### Aim of the task
Go through the records below and return each line that has "rejection" in it.

*** Begin section ***

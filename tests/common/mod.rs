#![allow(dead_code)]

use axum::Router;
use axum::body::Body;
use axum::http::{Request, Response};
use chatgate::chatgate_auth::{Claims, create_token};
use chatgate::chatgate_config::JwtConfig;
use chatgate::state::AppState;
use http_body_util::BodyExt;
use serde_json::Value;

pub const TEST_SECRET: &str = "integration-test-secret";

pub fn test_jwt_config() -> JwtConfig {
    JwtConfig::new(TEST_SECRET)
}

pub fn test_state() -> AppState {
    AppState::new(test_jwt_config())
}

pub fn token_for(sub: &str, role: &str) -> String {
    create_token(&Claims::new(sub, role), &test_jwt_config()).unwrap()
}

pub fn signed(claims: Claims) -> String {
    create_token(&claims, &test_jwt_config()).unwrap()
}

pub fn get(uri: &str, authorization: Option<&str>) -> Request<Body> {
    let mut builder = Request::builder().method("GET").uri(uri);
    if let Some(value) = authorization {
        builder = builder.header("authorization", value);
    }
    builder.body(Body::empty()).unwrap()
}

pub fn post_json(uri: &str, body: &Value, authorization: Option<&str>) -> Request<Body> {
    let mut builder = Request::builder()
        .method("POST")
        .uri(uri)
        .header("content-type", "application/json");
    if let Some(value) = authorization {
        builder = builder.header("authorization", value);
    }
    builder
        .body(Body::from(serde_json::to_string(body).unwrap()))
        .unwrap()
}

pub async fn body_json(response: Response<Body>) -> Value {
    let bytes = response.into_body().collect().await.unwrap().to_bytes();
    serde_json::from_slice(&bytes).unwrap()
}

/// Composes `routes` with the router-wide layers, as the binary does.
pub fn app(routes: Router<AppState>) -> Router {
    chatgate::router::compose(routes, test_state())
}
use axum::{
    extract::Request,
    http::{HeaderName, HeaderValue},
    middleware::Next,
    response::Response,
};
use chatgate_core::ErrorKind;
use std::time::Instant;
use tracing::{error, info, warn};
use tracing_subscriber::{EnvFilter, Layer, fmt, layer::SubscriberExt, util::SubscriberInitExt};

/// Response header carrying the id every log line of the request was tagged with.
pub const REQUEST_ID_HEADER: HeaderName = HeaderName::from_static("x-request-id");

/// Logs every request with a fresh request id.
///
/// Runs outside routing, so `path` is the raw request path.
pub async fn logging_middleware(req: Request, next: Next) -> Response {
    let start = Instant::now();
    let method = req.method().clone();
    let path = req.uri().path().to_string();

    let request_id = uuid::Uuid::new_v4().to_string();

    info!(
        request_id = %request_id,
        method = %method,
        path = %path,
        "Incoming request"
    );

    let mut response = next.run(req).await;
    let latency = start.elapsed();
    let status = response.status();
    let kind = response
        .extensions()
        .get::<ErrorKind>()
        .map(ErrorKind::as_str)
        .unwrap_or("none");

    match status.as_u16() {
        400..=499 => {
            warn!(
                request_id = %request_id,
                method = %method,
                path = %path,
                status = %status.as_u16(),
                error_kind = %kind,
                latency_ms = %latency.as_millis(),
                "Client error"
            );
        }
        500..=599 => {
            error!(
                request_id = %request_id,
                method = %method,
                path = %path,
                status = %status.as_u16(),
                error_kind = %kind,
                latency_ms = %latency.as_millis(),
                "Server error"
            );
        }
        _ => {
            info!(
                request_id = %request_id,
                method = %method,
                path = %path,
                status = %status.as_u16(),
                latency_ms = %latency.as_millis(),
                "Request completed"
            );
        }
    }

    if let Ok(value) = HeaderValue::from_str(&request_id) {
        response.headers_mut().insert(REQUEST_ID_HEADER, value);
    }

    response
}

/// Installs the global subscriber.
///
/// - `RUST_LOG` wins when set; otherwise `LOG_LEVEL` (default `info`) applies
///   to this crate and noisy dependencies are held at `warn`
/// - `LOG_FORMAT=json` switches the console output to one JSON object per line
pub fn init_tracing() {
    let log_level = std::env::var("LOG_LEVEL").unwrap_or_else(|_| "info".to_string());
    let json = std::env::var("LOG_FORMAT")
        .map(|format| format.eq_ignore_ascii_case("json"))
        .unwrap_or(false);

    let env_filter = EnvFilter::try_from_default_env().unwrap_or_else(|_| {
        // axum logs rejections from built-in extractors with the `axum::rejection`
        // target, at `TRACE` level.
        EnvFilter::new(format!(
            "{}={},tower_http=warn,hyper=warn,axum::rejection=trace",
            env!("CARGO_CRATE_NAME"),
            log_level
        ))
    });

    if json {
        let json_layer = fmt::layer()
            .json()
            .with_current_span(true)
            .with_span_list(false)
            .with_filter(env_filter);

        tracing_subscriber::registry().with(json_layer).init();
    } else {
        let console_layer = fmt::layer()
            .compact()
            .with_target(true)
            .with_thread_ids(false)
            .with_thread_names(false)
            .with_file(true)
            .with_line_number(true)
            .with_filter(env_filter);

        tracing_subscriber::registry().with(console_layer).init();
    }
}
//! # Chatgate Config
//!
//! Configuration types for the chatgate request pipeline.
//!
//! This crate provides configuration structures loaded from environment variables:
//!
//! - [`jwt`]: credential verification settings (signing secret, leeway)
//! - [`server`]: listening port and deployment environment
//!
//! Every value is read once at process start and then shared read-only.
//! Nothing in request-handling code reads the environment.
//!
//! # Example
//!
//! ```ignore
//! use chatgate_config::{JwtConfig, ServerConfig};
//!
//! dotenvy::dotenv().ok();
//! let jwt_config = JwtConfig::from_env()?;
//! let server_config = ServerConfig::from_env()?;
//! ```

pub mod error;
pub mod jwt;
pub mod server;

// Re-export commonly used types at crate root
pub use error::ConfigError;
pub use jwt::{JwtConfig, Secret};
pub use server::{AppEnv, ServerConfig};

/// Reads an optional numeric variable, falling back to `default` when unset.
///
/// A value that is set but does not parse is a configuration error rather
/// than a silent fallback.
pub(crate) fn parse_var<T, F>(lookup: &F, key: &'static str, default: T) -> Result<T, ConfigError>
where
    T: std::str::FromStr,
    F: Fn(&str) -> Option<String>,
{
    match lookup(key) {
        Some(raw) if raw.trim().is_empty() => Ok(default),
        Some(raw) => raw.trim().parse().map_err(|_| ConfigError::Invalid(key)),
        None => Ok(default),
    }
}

*** End section ***
*** Begin section ***

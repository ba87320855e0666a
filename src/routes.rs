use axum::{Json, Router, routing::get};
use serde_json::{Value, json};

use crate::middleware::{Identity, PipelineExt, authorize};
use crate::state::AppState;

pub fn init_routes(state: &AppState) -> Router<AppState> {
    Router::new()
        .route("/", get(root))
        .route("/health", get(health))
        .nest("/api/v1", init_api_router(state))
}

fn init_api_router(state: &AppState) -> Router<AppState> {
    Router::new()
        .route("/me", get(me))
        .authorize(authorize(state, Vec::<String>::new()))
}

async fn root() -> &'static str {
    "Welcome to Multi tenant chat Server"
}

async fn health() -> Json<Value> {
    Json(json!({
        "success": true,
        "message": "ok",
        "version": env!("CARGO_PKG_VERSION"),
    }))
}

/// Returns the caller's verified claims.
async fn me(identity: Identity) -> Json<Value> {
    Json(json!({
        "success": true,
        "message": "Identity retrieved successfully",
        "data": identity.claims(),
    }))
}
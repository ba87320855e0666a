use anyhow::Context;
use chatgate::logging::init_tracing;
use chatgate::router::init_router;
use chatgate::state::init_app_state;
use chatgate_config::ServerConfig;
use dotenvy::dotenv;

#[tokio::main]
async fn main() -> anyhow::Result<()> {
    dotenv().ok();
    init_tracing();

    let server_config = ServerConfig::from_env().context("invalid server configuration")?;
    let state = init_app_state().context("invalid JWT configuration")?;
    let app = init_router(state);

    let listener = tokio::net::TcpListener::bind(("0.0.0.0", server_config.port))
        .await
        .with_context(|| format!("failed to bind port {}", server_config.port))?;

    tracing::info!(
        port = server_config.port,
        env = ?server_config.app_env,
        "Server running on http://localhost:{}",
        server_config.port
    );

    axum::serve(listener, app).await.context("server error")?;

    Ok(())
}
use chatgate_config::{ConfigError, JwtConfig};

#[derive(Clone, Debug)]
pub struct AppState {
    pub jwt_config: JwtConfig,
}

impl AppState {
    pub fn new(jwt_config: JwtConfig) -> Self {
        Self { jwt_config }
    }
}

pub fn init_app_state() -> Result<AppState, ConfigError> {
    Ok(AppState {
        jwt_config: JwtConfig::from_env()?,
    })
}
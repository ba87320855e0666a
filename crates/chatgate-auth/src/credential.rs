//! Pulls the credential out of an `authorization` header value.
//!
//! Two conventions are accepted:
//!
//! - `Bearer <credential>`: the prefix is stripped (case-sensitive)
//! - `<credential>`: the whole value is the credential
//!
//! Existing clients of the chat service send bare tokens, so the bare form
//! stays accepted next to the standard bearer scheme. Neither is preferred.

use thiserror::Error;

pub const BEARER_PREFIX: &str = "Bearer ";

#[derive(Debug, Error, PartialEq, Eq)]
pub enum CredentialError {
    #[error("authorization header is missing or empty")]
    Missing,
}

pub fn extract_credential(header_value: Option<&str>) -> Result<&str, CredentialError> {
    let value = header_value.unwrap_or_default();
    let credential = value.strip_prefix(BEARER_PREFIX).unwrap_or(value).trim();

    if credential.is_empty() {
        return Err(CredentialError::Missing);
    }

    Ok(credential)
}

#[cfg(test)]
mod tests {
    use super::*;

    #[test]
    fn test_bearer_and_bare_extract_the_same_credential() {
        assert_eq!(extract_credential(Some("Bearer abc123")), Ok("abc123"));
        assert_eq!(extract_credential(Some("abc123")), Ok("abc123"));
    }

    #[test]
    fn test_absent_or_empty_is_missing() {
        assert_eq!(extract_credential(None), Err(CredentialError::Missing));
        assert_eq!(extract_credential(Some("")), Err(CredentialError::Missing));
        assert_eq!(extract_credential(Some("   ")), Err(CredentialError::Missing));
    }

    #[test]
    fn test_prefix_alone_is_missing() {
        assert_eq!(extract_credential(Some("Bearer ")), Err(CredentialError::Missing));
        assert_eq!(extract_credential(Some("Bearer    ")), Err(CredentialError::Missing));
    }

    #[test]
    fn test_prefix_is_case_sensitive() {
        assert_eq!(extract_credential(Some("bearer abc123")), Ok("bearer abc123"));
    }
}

*** End section ***

### Reply to the task
        // axum logs rejections from built-in extractors with the `axum::rejection`
            "{}={},tower_http=warn,hyper=warn,axum::rejection=trace",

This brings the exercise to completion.